Simple protocol for combined extraction of exocrine secretions and RNA in small arthropods

• Published in: Biology methods and protocols Vol. 9; no. 1; p. bpae054
• Main Authors: Fröhlich, David, Bodner, Michaela, Raspotnig, Günther, Hahn, Christoph
• Format: Journal Article
• Language: English
• Published: England Oxford University Press 2024
• Subjects: biosynthetic pathways; chemical ecology; gland secretion; transcriptomics; chemosystematics; oribatid oil glands; differential expression analysis; phylotranscriptomics
• ISSN: 2396-8923; 2396-8923
• DOI: 10.1093/biomethods/bpae054

The integration of data from multiple sources and analytical techniques to obtain novel insights and answer challenging questions is a hallmark of modern science. In arthropods, exocrine secretions may act as pheromones, defensive substances, antibiotics, as well as surface protectants, and as such they play a crucial role in ecology and evolution. Exocrine chemical compounds are frequently characterized by gas chromatography–mass spectrometry. Technological advances of recent years now allow us to routinely characterize the total gene complement transcribed in a particular biological tissue, often in the context of experimental treatment, via RNAseq. We here introduce a novel methodological approach to successfully characterize exocrine secretions and full transcriptomes of one and the same individual of oribatid mites. We found that chemical extraction prior to RNA extraction had only minor effects on the total RNA integrity.

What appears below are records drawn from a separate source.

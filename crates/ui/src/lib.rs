//! # Txpanel UI
//!
//! A small tree of renderable, stateful nodes. A tree is assembled top-down,
//! rendered once to a static [`Presentation`], attached once to a live
//! [`Surface`], and then driven by events that flood from the target node up
//! to the root.
//!
//! ## Lifecycle
//!
//! 1. **Assemble**: construct nodes through [`Tree`] (or [`Tree::assemble`]
//!    from a layout document) and link them with panels and `append`.
//! 2. **Render**: [`Tree::render`] walks depth-first and returns the view plus
//!    the regions each node owns. Structure is fixed from here on.
//! 3. **Attach**: [`Tree::attach_all`] binds every node to the handles a
//!    surface realizes for its regions.
//! 4. **Dispatch**: [`Tree::dispatch`] / [`Tree::handle_raw`] deliver
//!    activate and mutate events.
//!
//! ## Modules
//!
//! - **`tree`**: the session handle and construction API
//! - **`node`**: the node arena and variant set
//! - **`render`** / **`view`**: presentation structure and HTML output
//! - **`surface`**: live handles, plus an in-memory surface
//! - **`dispatch`**: event routing and flood propagation
//! - **`input`**: input values and change validation
//! - **`workflow`**: the build/submit state machine

mod assemble;
mod dispatch;
mod error;
mod input;
mod node;
mod render;
mod surface;
mod tree;
mod view;
mod workflow;

pub use dispatch::{NodeEvent, RawEvent, UiEvent};
pub use error::{UiError, WorkflowError};
pub use node::{Listener, NodeVariant};
pub use render::{Presentation, Regions};
pub use surface::{MemoryHandle, MemorySurface, Surface, SurfaceHandle};
pub use tree::Tree;
pub use view::{Element, View};
pub use workflow::{WorkflowPhase, WorkflowSnapshot};
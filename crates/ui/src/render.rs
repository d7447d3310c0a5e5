//! One-shot render and attach.
//!
//! Rendering walks the tree depth-first and produces a static [`View`]
//! together with the regions each node owns. Attaching binds those regions to
//! live handles from a [`Surface`], again depth-first, exactly once.

use std::sync::Arc;

use indexmap::IndexMap;
use tracing::{debug, trace};
use txpanel_types::{ElementId, NodeId};

use crate::error::UiError;
use crate::node::{Arena, Binding, Lifecycle, Node, NodeKind, NodeVariant};
use crate::surface::Surface;
use crate::tree::Tree;
use crate::view::{Element, View};

/// Regions owned by one node.
#[derive(Debug, Clone, PartialEq, Eq)]
pub struct Regions {
    /// Interactive region; events arriving here target the node.
    pub primary: ElementId,
    /// Where status text goes. Same as `primary` except for inputs and checkboxes.
    pub info: ElementId,
}

impl Regions {
    pub fn for_node(id: NodeId, variant: NodeVariant) -> Self {
        let primary = ElementId::primary(id);
        let info = match variant {
            NodeVariant::Input | NodeVariant::CheckBox => ElementId::info(id),
            _ => primary.clone(),
        };
        Self { primary, info }
    }
}

/// Output of [`Tree::render`].
#[derive(Debug, Clone, PartialEq, Eq)]
pub struct Presentation {
    pub root: NodeId,
    pub view: View,
    /// Regions per node, in depth-first render order.
    pub regions: IndexMap<NodeId, Regions>,
}

impl Presentation {
    pub fn to_html(&self) -> String {
        self.view.to_html()
    }

    pub fn render_order(&self) -> Vec<NodeId> {
        self.regions.keys().copied().collect()
    }
}

impl Tree {
    /// Render the subtree under `root`. The tree can be rendered once; its
    /// structure is fixed afterwards.
    pub fn render(&self, root: NodeId) -> Result<Presentation, UiError> {
        let mut arena = self.lock();
        if arena.lifecycle != Lifecycle::Assembling {
            return Err(UiError::AlreadyRendered);
        }
        let mut regions = IndexMap::new();
        let view = render_node(&arena, root, &mut regions)?;
        arena.lifecycle = Lifecycle::Rendered { root };
        debug!(root = %root, nodes = regions.len(), "tree rendered");
        Ok(Presentation { root, view, regions })
    }

    /// Bind every rendered node to its realized regions, depth-first.
    ///
    /// Returns the nodes in attach order. Nothing is bound unless every
    /// region is realized.
    pub fn attach_all(&self, surface: &dyn Surface) -> Result<Vec<NodeId>, UiError> {
        let mut arena = self.lock();
        let root = match arena.lifecycle {
            Lifecycle::Assembling => return Err(UiError::NotRendered),
            Lifecycle::Attached { .. } => return Err(UiError::AlreadyAttached),
            Lifecycle::Rendered { root } => root,
        };

        let order = arena.preorder(root)?;
        let mut bindings = Vec::with_capacity(order.len());
        for id in &order {
            let regions = Regions::for_node(*id, arena.node(*id)?.kind.variant());
            let primary = surface
                .realize(&regions.primary)
                .ok_or_else(|| UiError::NotRealized(regions.primary.clone()))?;
            let info = if regions.info == regions.primary {
                Arc::clone(&primary)
            } else {
                surface
                    .realize(&regions.info)
                    .ok_or_else(|| UiError::NotRealized(regions.info.clone()))?
            };
            trace!(node = %id, primary = %regions.primary, info = %regions.info, "binding regions");
            bindings.push((*id, regions.primary, Binding { primary, info }));
        }

        for (id, primary, binding) in bindings {
            arena.node_mut(id)?.binding = Some(binding);
            arena.elements.insert(primary, id);
        }
        arena.lifecycle = Lifecycle::Attached { root };
        debug!(root = %root, nodes = order.len(), "tree attached");
        Ok(order)
    }

    pub fn is_attached(&self) -> bool {
        matches!(self.lock().lifecycle, Lifecycle::Attached { .. })
    }
}

fn render_node(arena: &Arena, id: NodeId, regions: &mut IndexMap<NodeId, Regions>) -> Result<View, UiError> {
    let node = arena.node(id)?;
    regions.insert(node.id, Regions::for_node(node.id, node.kind.variant()));
    let primary = ElementId::primary(node.id);

    let element = match &node.kind {
        NodeKind::Banner => Element::new("div")
            .class("banner")
            .child(Element::new("p").id(primary)),
        NodeKind::Label { text } => {
            let label = Element::new("div").child(Element::new("span").class("label").text(text));
            let info = Element::new("div").child(Element::new("span").id(primary));
            Element::new("div")
                .class("group")
                .child(Element::new("div").class("labelGroup").child(label).child(info))
        }
        NodeKind::Panel { name, top_level } => Element::new("div")
            .class(if *top_level { "topLevel" } else { "panel" })
            .id(primary)
            .child(Element::new("div").class("panelHeader").text(name))
            .child(Element::new("div").class("panelBody").children(render_children(arena, node, regions)?)),
        NodeKind::Button { name, enabled } => {
            let mut button = Element::new("button").class("functionButton btn").id(primary);
            if !enabled {
                button = button.attr("disabled", "true");
            }
            Element::new("div").class("functionButtonDiv").child(button.text(name))
        }
        NodeKind::CheckBox { label } => Element::new("div")
            .class("group")
            .child(Element::new("span").class("label").text(label))
            .child(Element::new("input").attr("type", "checkbox").id(primary))
            .child(Element::new("span").class("label").id(ElementId::info(node.id))),
        NodeKind::Input(spec) => {
            let input = Element::new("input")
                .class("textInput")
                .id(primary)
                .attr("type", "text")
                .attr("placeholder", spec.placeholder.as_str());
            let info = Element::new("div")
                .class("textInputInfo")
                .child(Element::new("span").class("label").id(ElementId::info(node.id)));
            if spec.standalone {
                Element::new("div")
                    .class("group")
                    .child(Element::new("span").class("label").text(spec.label.clone().unwrap_or_default()))
                    .child(input)
                    .child(info)
            } else {
                Element::new("div").child(input).child(info)
            }
        }
        NodeKind::Function(function) => {
            let button = render_node(arena, function.button, regions)?;
            let args = function
                .args
                .values()
                .map(|arg| render_node(arena, *arg, regions))
                .collect::<Result<Vec<_>, _>>()?;
            let inputs = Element::new("div")
                .class("functionInputDiv")
                .child(button)
                .child(Element::new("div").class("functionArgGroup").children(args));
            let info = Element::new("div")
                .class("functionInfoDiv")
                .child(Element::new("span").class("functionInfo").id(primary));
            Element::new("div")
                .class("group")
                .child(Element::new("div").class("functionHeader").text(&function.method_name))
                .child(
                    Element::new("div")
                        .class("functionGroup")
                        .attr("id", format!("functionGroup{}", node.id))
                        .child(inputs)
                        .child(info),
                )
        }
    };
    Ok(element.into())
}

fn render_children(arena: &Arena, node: &Node, regions: &mut IndexMap<NodeId, Regions>) -> Result<Vec<View>, UiError> {
    node.children
        .iter()
        .map(|child| render_node(arena, *child, regions))
        .collect()
}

De novo transcriptomes obtained from such combined extractions were of comparable quality to those assembled for samples that were subject to RNA extraction only, indicating that combined chemical/RNA extraction is perfectly suitable for phylotranscriptomic studies. However, in-depth analysis of RNA expression analysis indicates that chemical extraction prior to RNAseq may affect transcript degradation rates, similar to the effects reported in previous studies comparing RNA extraction protocols. With this pilot study, we demonstrate that profiling chemical secretions and RNA expression levels from the same individual is methodologically feasible, paving the way for future research to understand the genes and pathways underlying the syntheses of biogenic chemical compounds. Our approach should be applicable broadly to most arachnids, insects, and other arthropods.